Increasingly unable to share in his young charges' idealism, Vicky abandons them, filling the role of a West European who turns his back on the horrors of the Bosnian war.
There, Camille and Jérôme metaphorically dig their own graves when they correct a Serbian commander on his account of Georges Danton's participation in the French Revolution.
In the fourth and final movement, a group of people files into an ornate hall to attend a Mozart piano concerto performed by a youth orchestra.
The performance is unable to begin until the pianist, an effete young man in period garb, secures one of the set runners from "Fatal Bolero" as a page turner.

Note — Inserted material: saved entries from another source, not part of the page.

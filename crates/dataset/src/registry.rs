//! Dataset registry and local dataset cache.
//!
//! The registry maps dataset names and versions to their upstream location.
//! Fetching from upstream happens outside this crate; here a reference is
//! resolved to the cached JSONL file the fetcher is expected to have written.

use std::path::{Path, PathBuf};
use std::sync::OnceLock;

use chrono::NaiveDate;
use regex::Regex;
use serde::{Deserialize, Serialize};
use tracing::debug;

use crate::error::{DatasetError, Result};
use crate::reference::DatasetRef;

/// One dataset version listed in the registry.
#[derive(Debug, Clone, PartialEq, Serialize, Deserialize)]
pub struct RegistryEntry {
    /// Dataset name (no `/`)
    pub name: String,
    /// Version label: `latest`, an ISO date, a semver, or anything else
    pub version: String,
    /// Human description
    #[serde(default)]
    pub description: String,
    /// Upstream git repository
    pub git_url: String,
    /// Upstream ref to check out
    pub git_ref: String,
    /// Path of the JSONL inside the repository
    pub path: String,
    /// Expected SHA-256 of the JSONL
    #[serde(default)]
    pub checksum_sha256: Option<String>,
}

/// A parsed registry.
#[derive(Debug, Clone, Default)]
pub struct Registry {
    entries: Vec<RegistryEntry>,
}

#[derive(Deserialize)]
#[serde(untagged)]
enum RegistryPayload {
    Wrapped { datasets: Vec<RegistryEntry> },
    List(Vec<RegistryEntry>),
}

impl Registry {
    /// Parse a registry document: a list of entries or `{"datasets": [...]}`.
    pub fn from_json(payload: &str) -> Result<Self> {
        let parsed: RegistryPayload = serde_json::from_str(payload).map_err(|e| {
            DatasetError::Registry(format!("registry payload must be a list of dataset entries: {}", e))
        })?;
        let entries = match parsed {
            RegistryPayload::Wrapped { datasets } => datasets,
            RegistryPayload::List(list) => list,
        };

        for entry in &entries {
            let name = entry.name.trim();
            if name.is_empty() {
                return Err(DatasetError::Registry("dataset name must be non-empty".into()));
            }
            if name.contains('/') {
                return Err(DatasetError::Registry(format!(
                    "registry dataset names cannot contain '/': {}",
                    name
                )));
            }
        }

        Ok(Self { entries })
    }

    /// Read and parse a registry file.
    pub async fn load(path: &Path) -> Result<Self> {
        let payload = tokio::fs::read_to_string(path)
            .await
            .map_err(|source| DatasetError::Io { path: path.to_path_buf(), source })?;
        Self::from_json(&payload)
    }

    /// Find the entry for `name`, picking the latest version when `version` is
    /// `None` or `"latest"`.
    pub fn resolve(&self, name: &str, version: Option<&str>) -> Result<&RegistryEntry> {
        let candidates: Vec<&RegistryEntry> = self.entries.iter().filter(|e| e.name == name).collect();
        if candidates.is_empty() {
            return Err(DatasetError::Registry(format!("Dataset '{}' not found in registry", name)));
        }

        let wanted = match version {
            None | Some("latest") => {
                let versions: Vec<&str> = candidates.iter().map(|e| e.version.as_str()).collect();
                resolve_latest_version(&versions)
                    .ok_or_else(|| DatasetError::Registry("No versions available".into()))?
                    .to_string()
            }
            Some(v) => v.to_string(),
        };

        candidates
            .into_iter()
            .find(|e| e.version == wanted)
            .ok_or_else(|| {
                DatasetError::Registry(format!("Dataset '{}@{}' not found in registry", name, wanted))
            })
    }
}

/// Ordering key for version labels: other < semver < date < `latest`.
#[derive(Debug, Clone, PartialEq, Eq, PartialOrd, Ord)]
enum VersionKey {
    Other(String),
    Semver(u64, u64, u64),
    Date(NaiveDate),
    Latest,
}

fn semver_re() -> Option<&'static Regex> {
    static RE: OnceLock<Option<Regex>> = OnceLock::new();
    RE.get_or_init(|| Regex::new(r"^v?(\d+)\.(\d+)\.(\d+)$").ok()).as_ref()
}

fn version_key(version: &str) -> VersionKey {
    if version == "latest" {
        return VersionKey::Latest;
    }
    if let Ok(date) = NaiveDate::parse_from_str(version, "%Y-%m-%d") {
        return VersionKey::Date(date);
    }
    if let Some(caps) = semver_re().and_then(|re| re.captures(version)) {
        let part = |i: usize| caps.get(i).and_then(|m| m.as_str().parse::<u64>().ok());
        if let (Some(major), Some(minor), Some(patch)) = (part(1), part(2), part(3)) {
            return VersionKey::Semver(major, minor, patch);
        }
    }
    VersionKey::Other(version.to_string())
}

/// Pick the newest version label.
pub fn resolve_latest_version<'a>(versions: &[&'a str]) -> Option<&'a str> {
    versions.iter().copied().max_by_key(|v| version_key(v))
}

/// How a dataset was located.
#[derive(Debug, Clone, Copy, PartialEq, Eq, Serialize, Deserialize)]
#[serde(rename_all = "snake_case")]
pub enum DatasetSourceKind {
    /// A JSONL path given directly
    LocalFile,
    /// A registry dataset
    Registry,
    /// A hub dataset
    Hf,
}

/// A dataset resolved to a local JSONL file, with provenance for the summary.
#[derive(Debug, Clone, PartialEq, Serialize)]
pub struct ResolvedDataset {
    /// Source kind
    #[serde(rename = "dataset_source_kind")]
    pub kind: DatasetSourceKind,
    /// Canonical reference string
    #[serde(rename = "dataset_ref")]
    pub source_ref: String,
    /// JSONL location
    #[serde(rename = "cached_dataset_path")]
    pub path: PathBuf,
    /// Dataset name
    #[serde(rename = "dataset_name")]
    pub name: String,
    /// Version or revision, if any
    #[serde(rename = "dataset_version_or_revision")]
    pub version: Option<String>,
    /// Source-specific details
    #[serde(rename = "dataset_metadata")]
    pub metadata: serde_json::Value,
}

impl ResolvedDataset {
    /// Provenance for a dataset passed as a plain file path.
    pub fn local_file(path: &Path) -> Self {
        let name = path
            .file_stem()
            .map(|s| s.to_string_lossy().to_string())
            .unwrap_or_else(|| "dataset".to_string());
        Self {
            kind: DatasetSourceKind::LocalFile,
            source_ref: path.display().to_string(),
            path: path.to_path_buf(),
            name,
            version: None,
            metadata: serde_json::Value::Null,
        }
    }

    /// Label used in default output directory names.
    pub fn label(&self) -> String {
        match self.kind {
            DatasetSourceKind::LocalFile => self.name.clone(),
            _ => self.source_ref.replace('/', "__").replace('@', "_"),
        }
    }
}

/// On-disk cache of materialised datasets.
#[derive(Debug, Clone)]
pub struct DatasetCache {
    root: PathBuf,
}

impl DatasetCache {
    /// Create a cache rooted at `root`.
    pub fn new(root: impl Into<PathBuf>) -> Self {
        Self { root: root.into() }
    }

    /// Cache path for a registry dataset version.
    pub fn registry_path(&self, name: &str, version: &str) -> PathBuf {
        self.root.join("registry").join(name).join(version).join("dataset.jsonl")
    }

    /// Cache path for a hub dataset split.
    pub fn hub_path(&self, repo: &str, revision: Option<&str>, split: &str) -> PathBuf {
        let safe = |s: &str| s.replace('/', "__");
        self.root
            .join("hf")
            .join(safe(repo))
            .join(safe(revision.unwrap_or("default")))
            .join(format!("{}.jsonl", safe(split)))
    }

    /// Resolve a reference to a cached JSONL file.
    pub async fn resolve(
        &self,
        reference: &DatasetRef,
        registry: Option<&Registry>,
        split: &str,
    ) -> Result<ResolvedDataset> {
        let resolved = match reference {
            DatasetRef::Hub { repo, revision } => ResolvedDataset {
                kind: DatasetSourceKind::Hf,
                source_ref: reference.to_string(),
                path: self.hub_path(repo, revision.as_deref(), split),
                name: repo.clone(),
                version: revision.clone(),
                metadata: serde_json::json!({ "split": split }),
            },
            DatasetRef::Registry { name, version } => {
                let registry = registry.ok_or_else(|| {
                    DatasetError::Registry("a registry is required to resolve named datasets".into())
                })?;
                let entry = registry.resolve(name, version.as_deref())?;
                ResolvedDataset {
                    kind: DatasetSourceKind::Registry,
                    source_ref: format!("{}@{}", entry.name, entry.version),
                    path: self.registry_path(&entry.name, &entry.version),
                    name: entry.name.clone(),
                    version: Some(entry.version.clone()),
                    metadata: serde_json::json!({
                        "git_url": entry.git_url,
                        "git_ref": entry.git_ref,
                        "registry_path": entry.path,
                    }),
                }
            }
        };

        if tokio::fs::metadata(&resolved.path).await.is_err() {
            return Err(DatasetError::NotCached {
                reference: resolved.source_ref.clone(),
                path: resolved.path.clone(),
            });
        }

        debug!(reference = %resolved.source_ref, path = %resolved.path.display(), "resolved dataset");
        Ok(resolved)
    }
}

#[cfg(test)]
mod tests {
    use super::*;

    const REGISTRY: &str = r#"{"datasets": [
        {"name": "weekly", "version": "2026-02-28", "git_url": "u", "git_ref": "main", "path": "a.jsonl"},
        {"name": "weekly", "version": "2026-03-01", "git_url": "u", "git_ref": "main", "path": "b.jsonl"},
        {"name": "weekly", "version": "1.9.0", "git_url": "u", "git_ref": "main", "path": "c.jsonl"},
        {"name": "other", "version": "v1.0.0", "git_url": "u", "git_ref": "main", "path": "d.jsonl"}
    ]}"#;

    #[test]
    fn test_latest_prefers_literal_latest() {
        assert_eq!(resolve_latest_version(&["2026-02-20", "latest", "1.2.0"]), Some("latest"));
    }

    #[test]
    fn test_latest_prefers_date_then_semver() {
        assert_eq!(
            resolve_latest_version(&["2026-02-28", "2026-03-01", "1.9.0"]),
            Some("2026-03-01")
        );
        assert_eq!(resolve_latest_version(&["1.2.0", "v2.0.0", "alpha"]), Some("v2.0.0"));
        assert_eq!(resolve_latest_version(&[]), None);
    }

    #[test]
    fn test_registry_resolve() {
        let registry = Registry::from_json(REGISTRY).unwrap();
        assert_eq!(registry.resolve("weekly", None).unwrap().path, "b.jsonl");
        assert_eq!(registry.resolve("weekly", Some("1.9.0")).unwrap().path, "c.jsonl");
        assert!(registry.resolve("weekly", Some("9.9.9")).is_err());
        assert!(registry.resolve("missing", None).is_err());
    }

    #[test]
    fn test_registry_rejects_slash_in_name() {
        let payload = r#"[{"name": "alice/ds", "version": "latest", "git_url": "u", "git_ref": "main", "path": "p"}]"#;
        let err = Registry::from_json(payload).unwrap_err();
        assert!(err.to_string().contains("cannot contain '/'"));
    }

    #[tokio::test]
    async fn test_cache_resolution() {
        let dir = tempfile::tempdir().unwrap();
        let cache = DatasetCache::new(dir.path());
        let registry = Registry::from_json(REGISTRY).unwrap();
        let reference = DatasetRef::parse("weekly").unwrap();

        let err = cache.resolve(&reference, Some(&registry), "train").await.unwrap_err();
        assert!(matches!(err, DatasetError::NotCached { .. }));

        let path = cache.registry_path("weekly", "2026-03-01");
        tokio::fs::create_dir_all(path.parent().unwrap()).await.unwrap();
        tokio::fs::write(&path, "").await.unwrap();

        let resolved = cache.resolve(&reference, Some(&registry), "train").await.unwrap();
        assert_eq!(resolved.source_ref, "weekly@2026-03-01");
        assert_eq!(resolved.kind, DatasetSourceKind::Registry);
        assert_eq!(resolved.label(), "weekly_2026-03-01");
    }

    #[test]
    fn test_hub_path_layout() {
        let cache = DatasetCache::new("/cache");
        assert_eq!(
            cache.hub_path("alice/ds", None, "train"),
            PathBuf::from("/cache/hf/alice__ds/default/train.jsonl")
        );
    }
}
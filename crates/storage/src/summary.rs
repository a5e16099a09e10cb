//! The persisted run summary.

use std::collections::HashMap;

use chrono::Utc;
use prophet_core::{RunId, RunOutcome, RunStatus, TaskId, Time};
use serde::{Deserialize, Serialize};
use serde_json::Value;
use tracing::warn;

/// Identity and timing of the engine run that wrote the summary.
#[derive(Debug, Clone, PartialEq, Serialize, Deserialize)]
pub struct RunMetadata {
    /// This run
    pub run_id: RunId,
    /// When this run started
    pub started_at: Time,
    /// Last write
    pub updated_at: Time,
    /// The run whose summary this one continues
    #[serde(default, skip_serializing_if = "Option::is_none")]
    pub resumed_from: Option<RunId>,
}

impl RunMetadata {
    /// Metadata for a run starting now.
    pub fn start() -> Self {
        let now = Utc::now();
        Self { run_id: RunId::new(), started_at: now, updated_at: now, resumed_from: None }
    }
}

/// Final outcomes keyed by task id, plus run metadata.
///
/// Outcomes keep insertion order for stable output; recording an outcome for
/// an id already present replaces it in place.
#[derive(Debug, Clone, PartialEq, Serialize)]
pub struct Summary {
    /// Run metadata; absent in summaries written by older tools
    pub run: Option<RunMetadata>,
    /// Snapshot of the resolved configuration
    pub eval_config: Value,
    /// Dataset provenance
    pub eval: Value,
    /// Budget spent, cumulative across resumed runs
    pub total_cost: f64,
    /// Final outcome per task
    pub runs: Vec<RunOutcome>,
    #[serde(skip)]
    index: HashMap<TaskId, usize>,
}

impl Summary {
    /// Create an empty summary for a fresh run.
    pub fn new(eval_config: Value, eval: Value) -> Self {
        Self {
            run: Some(RunMetadata::start()),
            eval_config,
            eval,
            total_cost: 0.0,
            runs: Vec::new(),
            index: HashMap::new(),
        }
    }

    /// Build a summary from a parsed `summary.json` document.
    ///
    /// `runs` must be an array. Entries that are not objects, or that carry no
    /// task id, are ignored; a later entry for the same id wins. An entry with
    /// an id but unreadable fields is kept with whatever could be read, so the
    /// task still counts as recorded.
    pub fn from_value(value: Value) -> Result<Self, String> {
        let Value::Object(mut doc) = value else {
            return Err("summary must be a JSON object".to_string());
        };

        let runs = match doc.remove("runs") {
            None | Some(Value::Null) => Vec::new(),
            Some(Value::Array(items)) => items,
            Some(_) => return Err("'runs' must be a list".to_string()),
        };

        let run = doc
            .remove("run")
            .and_then(|v| serde_json::from_value::<RunMetadata>(v).ok());
        let total_cost = doc.get("total_cost").and_then(Value::as_f64).unwrap_or(0.0);

        let mut summary = Self {
            run,
            eval_config: doc.remove("eval_config").unwrap_or(Value::Null),
            eval: doc.remove("eval").unwrap_or(Value::Null),
            total_cost,
            runs: Vec::new(),
            index: HashMap::new(),
        };

        for item in runs {
            if !item.is_object() {
                continue;
            }
            let outcome = match serde_json::from_value::<RunOutcome>(item.clone()) {
                Ok(outcome) => outcome.normalize(),
                Err(e) => {
                    let Some(outcome) = partial_outcome(&item) else {
                        continue;
                    };
                    warn!(task_id = %outcome.task_id, error = %e, "summary entry partly unreadable");
                    outcome
                }
            };
            if outcome.task_id.is_empty() {
                continue;
            }
            summary.upsert(outcome);
        }

        Ok(summary)
    }

    /// Insert or replace the outcome for its task.
    pub fn upsert(&mut self, outcome: RunOutcome) {
        match self.index.get(&outcome.task_id) {
            Some(&pos) => self.runs[pos] = outcome,
            None => {
                self.index.insert(outcome.task_id.clone(), self.runs.len());
                self.runs.push(outcome);
            }
        }
    }

    /// Outcome recorded for a task.
    pub fn get(&self, task_id: &str) -> Option<&RunOutcome> {
        self.index.get(task_id).map(|&pos| &self.runs[pos])
    }

    /// Whether an outcome is recorded for a task.
    pub fn contains(&self, task_id: &str) -> bool {
        self.index.contains_key(task_id)
    }

    /// Recorded task ids, in insertion order.
    pub fn task_ids(&self) -> impl Iterator<Item = &TaskId> {
        self.runs.iter().map(|r| &r.task_id)
    }

    /// Number of recorded outcomes.
    pub fn len(&self) -> usize {
        self.runs.len()
    }

    /// Whether no outcome is recorded.
    pub fn is_empty(&self) -> bool {
        self.runs.is_empty()
    }

    /// Stamp `updated_at`.
    pub fn touch(&mut self) {
        if let Some(run) = &mut self.run {
            run.updated_at = Utc::now();
        }
    }
}

/// Best-effort read of a summary entry that does not deserialize cleanly.
fn partial_outcome(item: &Value) -> Option<RunOutcome> {
    let id = ["task_id", "run_id"].iter().find_map(|key| match item.get(*key)? {
        Value::String(s) => Some(s.clone()),
        Value::Number(n) => Some(n.to_string()),
        _ => None,
    })?;
    let text = |key: &str| item.get(key).and_then(Value::as_str).map(str::to_string);
    let payload = |key: &str| item.get(key).filter(|v| !v.is_null()).cloned();

    Some(RunOutcome {
        task_id: TaskId::new(id),
        title: text("title").unwrap_or_default(),
        status: text("status").map(RunStatus::from).unwrap_or_default(),
        cost_spent: item.get("cost_spent").and_then(Value::as_f64).unwrap_or(0.0),
        cost: None,
        submission: payload("submission"),
        evaluation: payload("evaluation"),
        output_path: text("output_path").or_else(|| text("output_dir")).unwrap_or_default(),
        error_detail: text("error_detail").or_else(|| text("error")),
        attempts: 0,
    })
}

#[cfg(test)]
mod tests {
    use super::*;
    use prophet_core::{RunStatus, Task};
    use serde_json::json;

    fn outcome(id: &str, status: RunStatus) -> RunOutcome {
        let task = Task::new(id, "Q", vec!["A".into(), "B".into()]);
        RunOutcome::new(&task, status)
    }

    #[test]
    fn test_upsert_replaces_in_place() {
        let mut summary = Summary::new(Value::Null, Value::Null);
        summary.upsert(outcome("a", RunStatus::NetworkError));
        summary.upsert(outcome("b", RunStatus::Submitted));
        summary.upsert(outcome("a", RunStatus::Submitted));

        assert_eq!(summary.len(), 2);
        let ids: Vec<&str> = summary.task_ids().map(|id| id.as_str()).collect();
        assert_eq!(ids, vec!["a", "b"]);
        assert_eq!(summary.get("a").unwrap().status, RunStatus::Submitted);
    }

    #[test]
    fn test_from_value_accepts_legacy_summary() {
        let doc = json!({
            "eval_config": {"workers": 2},
            "total_cost": 1.25,
            "runs": [
                {"run_id": "r1", "status": "submitted", "cost": {"total": 0.5}},
                "garbage",
                {"run_id": "", "status": "submitted"},
                {"run_id": "r2", "status": "auth_error", "error": "bad key"}
            ]
        });
        let summary = Summary::from_value(doc).unwrap();
        assert!(summary.run.is_none());
        assert_eq!(summary.len(), 2);
        assert!((summary.total_cost - 1.25).abs() < 1e-9);
        assert!((summary.get("r1").unwrap().cost_spent - 0.5).abs() < 1e-9);
        assert_eq!(summary.get("r2").unwrap().error_detail.as_deref(), Some("bad key"));
    }

    #[test]
    fn test_from_value_keeps_partly_readable_entries() {
        let doc = json!({
            "runs": [
                {"run_id": "r1", "cost": null},
                {"run_id": "r2", "status": "submitted", "cost_spent": "n/a", "title": "Q2"},
                {"task_id": 7, "status": "auth_error"}
            ]
        });
        let summary = Summary::from_value(doc).unwrap();
        assert_eq!(summary.len(), 3);
        assert_eq!(summary.get("r1").unwrap().status, RunStatus::Pending);
        assert_eq!(summary.get("r1").unwrap().cost_spent, 0.0);
        let r2 = summary.get("r2").unwrap();
        assert_eq!(r2.status, RunStatus::Submitted);
        assert_eq!(r2.title, "Q2");
        assert_eq!(r2.cost_spent, 0.0);
        assert_eq!(summary.get("7").unwrap().status, RunStatus::AuthError);
    }

    #[test]
    fn test_from_value_rejects_non_list_runs() {
        let err = Summary::from_value(json!({"runs": {"a": 1}})).unwrap_err();
        assert!(err.contains("'runs' must be a list"));
    }

    #[test]
    fn test_serialized_shape() {
        let mut summary = Summary::new(json!({"workers": 1}), json!({"dataset_ref": "x"}));
        summary.upsert(outcome("a", RunStatus::Submitted));
        let value = serde_json::to_value(&summary).unwrap();
        assert!(value["run"]["run_id"].is_string());
        assert!(value["runs"].is_array());
        assert_eq!(value["runs"][0]["task_id"], json!("a"));
        assert!(value.get("index").is_none());
    }
}
//! Execution layer - task queue, budget, rate limiting, retries, timeouts,
//! and the worker pool that ties them together.

#![warn(missing_docs)]

pub mod queue;
pub mod budget;
pub mod rate_limit;
pub mod retry;
pub mod timeout;
pub mod config;
pub mod executor;
pub mod command;
pub mod listener;
pub mod engine;

pub use queue::{QueueError, QueuedTask, TaskQueue};
pub use budget::BudgetTracker;
pub use rate_limit::RateLimitCoordinator;
pub use retry::{ExecutionError, ExecutionFailure, RetryDecision, RetryPolicy};
pub use timeout::{TimedOut, TimeoutSupervisor};
pub use config::{EngineConfig, RuntimeOptions};
pub use executor::{ExecutionReport, ExecutionRequest, TaskExecutor};
pub use command::CommandExecutor;
pub use listener::TracingListener;
pub use engine::{BatchEngine, EngineError, RunReport};
//! Summary storage trait abstraction.

use std::path::PathBuf;

use async_trait::async_trait;

use crate::summary::Summary;

/// Error type for storage operations.
pub type Result<T> = std::result::Result<T, StorageError>;

/// Errors that can occur during storage operations.
#[derive(Debug, thiserror::Error)]
pub enum StorageError {
    /// I/O error
    #[error("I/O error on {path}: {source}")]
    Io {
        /// File involved
        path: PathBuf,
        /// Underlying error
        #[source]
        source: std::io::Error,
    },

    /// Serialization/deserialization error
    #[error("Invalid summary JSON at {path}: {source}")]
    Json {
        /// File involved
        path: PathBuf,
        /// Parser error
        #[source]
        source: serde_json::Error,
    },

    /// Summary is valid JSON with the wrong shape
    #[error("Invalid summary format at {path}: {reason}")]
    Format {
        /// File involved
        path: PathBuf,
        /// What is wrong
        reason: String,
    },
}

/// Persistence backend for the run summary.
///
/// `save` replaces the whole stored summary; backends must make the
/// replacement atomic so readers never observe a partial document.
#[async_trait]
pub trait SummaryStorage: Send + Sync {
    /// Load the stored summary, or `None` if nothing has been saved yet.
    async fn load(&self) -> Result<Option<Summary>>;

    /// Replace the stored summary.
    async fn save(&self, summary: &Summary) -> Result<()>;
}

The point of departure for the film was an article by Philippe Sollers in Le Monde about Susan Sontag's idea to stage a performance of Samuel Beckett's Waiting for Godot in Sarajevo.
In the article, Sollers criticizes the plan, considering Beckett too depressing for the Bosnian War, and instead suggests Marivaux's The Game of Love and Chance.
In the US, Amy Taubin, writing in the Village Voice, emphatically endorsed the film, saying, "In confronting the failure of art to change the course of history and the moral obligation of the artist to nevertheless bear witness to her/his time, For Ever Mozart treads on ground so familiar it can only be played as farce .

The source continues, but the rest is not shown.